* [Exercise brief]:
The expected answer is every line of the material that contains the word "match".

────────────────────────────────────────

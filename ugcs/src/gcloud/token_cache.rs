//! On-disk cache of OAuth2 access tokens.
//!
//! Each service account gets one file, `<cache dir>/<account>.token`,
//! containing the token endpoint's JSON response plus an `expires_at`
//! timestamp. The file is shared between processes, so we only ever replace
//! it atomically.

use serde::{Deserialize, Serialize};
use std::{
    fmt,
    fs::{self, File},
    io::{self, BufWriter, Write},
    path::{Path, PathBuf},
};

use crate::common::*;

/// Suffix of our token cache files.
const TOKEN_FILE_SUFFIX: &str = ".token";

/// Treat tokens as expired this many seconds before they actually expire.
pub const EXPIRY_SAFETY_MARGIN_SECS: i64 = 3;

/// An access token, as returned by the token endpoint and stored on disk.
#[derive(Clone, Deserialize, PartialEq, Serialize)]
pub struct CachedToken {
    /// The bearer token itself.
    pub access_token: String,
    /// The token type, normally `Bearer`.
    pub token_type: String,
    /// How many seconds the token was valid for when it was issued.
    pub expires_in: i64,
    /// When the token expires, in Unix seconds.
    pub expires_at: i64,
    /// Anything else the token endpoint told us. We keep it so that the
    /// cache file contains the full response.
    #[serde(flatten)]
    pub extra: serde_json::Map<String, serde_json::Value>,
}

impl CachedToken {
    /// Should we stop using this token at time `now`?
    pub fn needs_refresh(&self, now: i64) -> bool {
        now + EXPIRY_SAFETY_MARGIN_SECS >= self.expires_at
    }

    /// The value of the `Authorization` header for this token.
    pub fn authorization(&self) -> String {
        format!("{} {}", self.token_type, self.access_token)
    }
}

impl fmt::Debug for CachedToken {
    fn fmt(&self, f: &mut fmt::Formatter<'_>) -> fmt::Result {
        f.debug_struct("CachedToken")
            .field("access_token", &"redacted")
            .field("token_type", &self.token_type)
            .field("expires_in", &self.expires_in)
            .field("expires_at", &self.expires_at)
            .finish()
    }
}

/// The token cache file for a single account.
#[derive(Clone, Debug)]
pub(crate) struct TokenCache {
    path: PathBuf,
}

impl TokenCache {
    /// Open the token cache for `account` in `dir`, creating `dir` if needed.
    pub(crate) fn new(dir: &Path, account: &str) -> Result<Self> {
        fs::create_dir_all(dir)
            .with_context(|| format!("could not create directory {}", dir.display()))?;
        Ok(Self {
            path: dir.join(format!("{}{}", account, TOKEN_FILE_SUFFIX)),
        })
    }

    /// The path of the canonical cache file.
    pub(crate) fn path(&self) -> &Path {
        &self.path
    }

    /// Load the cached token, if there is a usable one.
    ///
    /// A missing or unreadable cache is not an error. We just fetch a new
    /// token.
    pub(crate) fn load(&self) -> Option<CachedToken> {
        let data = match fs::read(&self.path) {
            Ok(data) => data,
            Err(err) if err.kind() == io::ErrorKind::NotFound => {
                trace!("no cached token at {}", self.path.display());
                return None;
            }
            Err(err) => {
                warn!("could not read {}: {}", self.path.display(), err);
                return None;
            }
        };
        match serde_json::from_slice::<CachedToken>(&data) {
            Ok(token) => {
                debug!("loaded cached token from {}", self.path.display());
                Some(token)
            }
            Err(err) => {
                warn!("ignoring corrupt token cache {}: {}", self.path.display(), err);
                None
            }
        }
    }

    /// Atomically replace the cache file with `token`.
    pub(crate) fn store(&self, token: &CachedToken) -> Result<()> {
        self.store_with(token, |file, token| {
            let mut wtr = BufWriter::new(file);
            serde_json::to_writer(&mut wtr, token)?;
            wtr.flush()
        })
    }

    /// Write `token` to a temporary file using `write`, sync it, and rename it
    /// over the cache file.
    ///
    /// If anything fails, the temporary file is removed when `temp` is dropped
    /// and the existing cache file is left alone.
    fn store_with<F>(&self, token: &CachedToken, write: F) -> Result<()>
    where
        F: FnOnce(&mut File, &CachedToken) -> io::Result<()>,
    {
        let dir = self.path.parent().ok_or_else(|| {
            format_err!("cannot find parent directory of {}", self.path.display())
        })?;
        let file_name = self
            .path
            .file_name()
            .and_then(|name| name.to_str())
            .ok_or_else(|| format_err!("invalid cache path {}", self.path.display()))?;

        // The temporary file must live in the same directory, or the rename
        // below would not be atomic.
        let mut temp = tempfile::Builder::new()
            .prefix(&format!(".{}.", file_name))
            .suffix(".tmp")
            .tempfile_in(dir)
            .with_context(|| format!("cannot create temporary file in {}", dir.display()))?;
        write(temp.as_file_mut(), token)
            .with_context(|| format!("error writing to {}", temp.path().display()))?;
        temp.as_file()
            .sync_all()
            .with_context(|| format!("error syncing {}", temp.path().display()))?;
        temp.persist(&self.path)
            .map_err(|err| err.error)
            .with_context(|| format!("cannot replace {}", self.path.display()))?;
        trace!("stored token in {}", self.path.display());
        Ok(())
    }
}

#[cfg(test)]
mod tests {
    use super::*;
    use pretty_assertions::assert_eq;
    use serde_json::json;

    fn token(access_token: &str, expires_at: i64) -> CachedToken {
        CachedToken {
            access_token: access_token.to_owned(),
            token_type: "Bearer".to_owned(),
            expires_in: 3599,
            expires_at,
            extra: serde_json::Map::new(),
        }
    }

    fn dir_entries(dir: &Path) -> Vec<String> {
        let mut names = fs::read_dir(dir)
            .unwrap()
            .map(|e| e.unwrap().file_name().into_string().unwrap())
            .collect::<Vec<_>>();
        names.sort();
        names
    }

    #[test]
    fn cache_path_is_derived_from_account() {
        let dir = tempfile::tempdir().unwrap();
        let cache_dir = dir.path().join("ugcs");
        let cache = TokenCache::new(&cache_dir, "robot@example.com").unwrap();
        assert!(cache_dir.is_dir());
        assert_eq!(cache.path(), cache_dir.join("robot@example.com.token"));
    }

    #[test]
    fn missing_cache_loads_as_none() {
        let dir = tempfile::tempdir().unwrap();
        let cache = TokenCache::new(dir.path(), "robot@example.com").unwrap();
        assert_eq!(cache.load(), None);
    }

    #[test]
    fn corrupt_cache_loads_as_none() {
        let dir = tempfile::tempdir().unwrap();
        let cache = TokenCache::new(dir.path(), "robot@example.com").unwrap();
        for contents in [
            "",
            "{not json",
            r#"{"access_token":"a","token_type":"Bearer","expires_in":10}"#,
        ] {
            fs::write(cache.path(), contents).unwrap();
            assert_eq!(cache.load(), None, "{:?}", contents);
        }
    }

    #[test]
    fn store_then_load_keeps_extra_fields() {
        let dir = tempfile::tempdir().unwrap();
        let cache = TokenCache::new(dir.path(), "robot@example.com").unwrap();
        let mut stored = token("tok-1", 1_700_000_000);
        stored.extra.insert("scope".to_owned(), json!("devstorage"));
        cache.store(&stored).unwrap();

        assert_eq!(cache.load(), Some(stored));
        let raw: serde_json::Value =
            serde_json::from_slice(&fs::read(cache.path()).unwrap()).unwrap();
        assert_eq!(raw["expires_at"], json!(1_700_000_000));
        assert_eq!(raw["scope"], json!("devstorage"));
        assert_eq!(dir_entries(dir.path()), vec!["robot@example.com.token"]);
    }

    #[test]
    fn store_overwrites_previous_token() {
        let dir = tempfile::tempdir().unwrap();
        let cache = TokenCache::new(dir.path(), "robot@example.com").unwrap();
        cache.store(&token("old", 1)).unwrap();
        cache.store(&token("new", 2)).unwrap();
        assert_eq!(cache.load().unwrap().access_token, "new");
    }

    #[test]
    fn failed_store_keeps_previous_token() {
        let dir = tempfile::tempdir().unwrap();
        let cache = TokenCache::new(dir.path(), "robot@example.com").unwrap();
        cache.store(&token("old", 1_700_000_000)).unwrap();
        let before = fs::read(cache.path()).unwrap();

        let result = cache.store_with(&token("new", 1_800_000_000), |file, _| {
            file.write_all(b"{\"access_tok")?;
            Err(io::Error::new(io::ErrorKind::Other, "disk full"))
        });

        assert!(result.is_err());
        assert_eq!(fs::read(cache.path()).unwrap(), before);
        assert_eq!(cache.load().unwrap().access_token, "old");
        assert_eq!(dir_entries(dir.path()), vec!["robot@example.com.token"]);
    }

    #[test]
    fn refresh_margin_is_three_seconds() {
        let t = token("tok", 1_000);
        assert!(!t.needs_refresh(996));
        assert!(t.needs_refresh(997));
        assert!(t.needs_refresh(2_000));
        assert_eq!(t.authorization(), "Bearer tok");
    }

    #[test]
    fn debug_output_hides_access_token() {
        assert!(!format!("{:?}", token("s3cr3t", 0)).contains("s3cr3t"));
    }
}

────────────────────────────────────────

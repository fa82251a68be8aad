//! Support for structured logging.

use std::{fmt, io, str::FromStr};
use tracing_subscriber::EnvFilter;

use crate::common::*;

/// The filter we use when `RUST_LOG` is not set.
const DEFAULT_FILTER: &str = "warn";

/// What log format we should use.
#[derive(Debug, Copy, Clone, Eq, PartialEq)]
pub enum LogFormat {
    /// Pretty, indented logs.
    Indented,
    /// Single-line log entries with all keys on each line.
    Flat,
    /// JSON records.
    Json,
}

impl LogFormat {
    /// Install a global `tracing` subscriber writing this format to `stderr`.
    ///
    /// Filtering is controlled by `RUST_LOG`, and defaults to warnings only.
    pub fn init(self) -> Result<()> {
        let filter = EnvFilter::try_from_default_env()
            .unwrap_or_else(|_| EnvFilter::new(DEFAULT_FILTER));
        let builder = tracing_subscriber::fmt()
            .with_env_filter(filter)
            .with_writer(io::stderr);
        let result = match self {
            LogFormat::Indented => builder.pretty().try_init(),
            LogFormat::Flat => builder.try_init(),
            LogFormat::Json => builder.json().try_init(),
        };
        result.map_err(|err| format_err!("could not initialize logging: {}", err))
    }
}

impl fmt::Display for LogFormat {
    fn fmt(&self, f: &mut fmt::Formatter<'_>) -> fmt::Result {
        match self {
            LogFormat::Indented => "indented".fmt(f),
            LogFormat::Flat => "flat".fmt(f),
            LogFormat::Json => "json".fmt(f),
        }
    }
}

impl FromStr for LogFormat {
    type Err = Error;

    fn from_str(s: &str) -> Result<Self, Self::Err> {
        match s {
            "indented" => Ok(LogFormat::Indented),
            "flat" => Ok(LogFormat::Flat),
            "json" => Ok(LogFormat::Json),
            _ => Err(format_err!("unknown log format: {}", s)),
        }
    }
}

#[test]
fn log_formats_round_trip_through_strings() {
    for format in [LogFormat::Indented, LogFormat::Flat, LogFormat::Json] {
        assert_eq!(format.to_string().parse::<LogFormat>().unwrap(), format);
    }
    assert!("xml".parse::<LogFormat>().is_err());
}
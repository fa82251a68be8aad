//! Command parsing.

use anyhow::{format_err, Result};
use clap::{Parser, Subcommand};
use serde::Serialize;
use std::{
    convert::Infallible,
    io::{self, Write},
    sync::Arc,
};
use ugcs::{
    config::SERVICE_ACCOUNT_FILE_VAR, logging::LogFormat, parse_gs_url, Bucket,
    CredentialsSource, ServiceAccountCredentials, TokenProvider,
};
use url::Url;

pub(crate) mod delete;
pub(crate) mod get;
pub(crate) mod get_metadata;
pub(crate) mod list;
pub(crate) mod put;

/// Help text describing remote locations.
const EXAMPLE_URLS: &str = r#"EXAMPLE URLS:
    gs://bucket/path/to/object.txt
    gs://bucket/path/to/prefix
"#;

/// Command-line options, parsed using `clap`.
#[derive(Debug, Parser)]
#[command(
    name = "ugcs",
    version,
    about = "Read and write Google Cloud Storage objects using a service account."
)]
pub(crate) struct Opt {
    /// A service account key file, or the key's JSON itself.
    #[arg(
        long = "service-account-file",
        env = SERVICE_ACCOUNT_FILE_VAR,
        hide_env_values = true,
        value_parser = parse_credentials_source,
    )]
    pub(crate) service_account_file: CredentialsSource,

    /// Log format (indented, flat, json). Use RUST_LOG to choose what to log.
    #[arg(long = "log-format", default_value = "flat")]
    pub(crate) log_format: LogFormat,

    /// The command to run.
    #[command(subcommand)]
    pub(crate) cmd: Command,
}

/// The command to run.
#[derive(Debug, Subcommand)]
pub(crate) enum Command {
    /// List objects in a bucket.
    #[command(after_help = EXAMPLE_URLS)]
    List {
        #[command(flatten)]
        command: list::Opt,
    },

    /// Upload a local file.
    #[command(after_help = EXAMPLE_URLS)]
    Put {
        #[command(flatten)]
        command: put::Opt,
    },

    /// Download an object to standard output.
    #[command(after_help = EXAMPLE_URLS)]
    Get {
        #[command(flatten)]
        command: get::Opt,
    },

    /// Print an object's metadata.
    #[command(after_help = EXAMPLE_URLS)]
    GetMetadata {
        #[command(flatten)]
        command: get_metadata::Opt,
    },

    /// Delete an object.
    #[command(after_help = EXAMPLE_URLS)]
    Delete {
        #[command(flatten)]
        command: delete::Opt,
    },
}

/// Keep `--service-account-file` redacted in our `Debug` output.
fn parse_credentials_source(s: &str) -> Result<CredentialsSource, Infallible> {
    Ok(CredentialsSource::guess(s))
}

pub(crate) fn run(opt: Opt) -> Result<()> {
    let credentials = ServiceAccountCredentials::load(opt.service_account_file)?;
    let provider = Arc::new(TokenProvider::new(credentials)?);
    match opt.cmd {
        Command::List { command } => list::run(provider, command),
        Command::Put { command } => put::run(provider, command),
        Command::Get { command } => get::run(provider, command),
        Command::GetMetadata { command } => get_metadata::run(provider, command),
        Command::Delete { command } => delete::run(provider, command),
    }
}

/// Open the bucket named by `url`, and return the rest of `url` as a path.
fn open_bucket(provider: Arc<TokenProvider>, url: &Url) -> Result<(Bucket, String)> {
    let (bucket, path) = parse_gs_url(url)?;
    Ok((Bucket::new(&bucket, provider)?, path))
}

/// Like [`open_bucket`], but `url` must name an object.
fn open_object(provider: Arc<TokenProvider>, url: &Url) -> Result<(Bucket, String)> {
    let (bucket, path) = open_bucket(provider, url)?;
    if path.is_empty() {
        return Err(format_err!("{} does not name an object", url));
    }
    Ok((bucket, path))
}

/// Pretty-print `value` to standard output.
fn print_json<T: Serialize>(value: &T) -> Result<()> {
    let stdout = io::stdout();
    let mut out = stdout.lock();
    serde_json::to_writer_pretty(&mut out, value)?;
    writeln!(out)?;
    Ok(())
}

────────────────────────────────────────

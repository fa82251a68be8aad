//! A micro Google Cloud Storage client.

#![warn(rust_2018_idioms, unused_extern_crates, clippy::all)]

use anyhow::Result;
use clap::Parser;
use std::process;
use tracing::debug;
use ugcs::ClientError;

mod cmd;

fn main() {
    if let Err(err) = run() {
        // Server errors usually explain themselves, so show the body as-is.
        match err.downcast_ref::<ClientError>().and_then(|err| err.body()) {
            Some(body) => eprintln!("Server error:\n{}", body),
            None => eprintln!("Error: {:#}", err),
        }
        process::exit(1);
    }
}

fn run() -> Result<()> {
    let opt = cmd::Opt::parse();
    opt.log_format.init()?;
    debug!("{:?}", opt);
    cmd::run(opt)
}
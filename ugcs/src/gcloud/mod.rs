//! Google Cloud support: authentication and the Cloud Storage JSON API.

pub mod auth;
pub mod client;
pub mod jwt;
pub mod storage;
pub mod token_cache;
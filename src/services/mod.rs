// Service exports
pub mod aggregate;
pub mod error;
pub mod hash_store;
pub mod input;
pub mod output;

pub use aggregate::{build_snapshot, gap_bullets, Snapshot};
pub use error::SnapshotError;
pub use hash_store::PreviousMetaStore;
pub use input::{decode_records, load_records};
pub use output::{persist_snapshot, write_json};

────────────────────────────────────────

* [Result for this exercise]:
        let data = match fs::read(&self.path) {
        match serde_json::from_slice::<CachedToken>(&data) {
        let result = match self {
        match self {
        match s {
    match opt.cmd {
        match err.downcast_ref::<ClientError>().and_then(|err| err.body()) {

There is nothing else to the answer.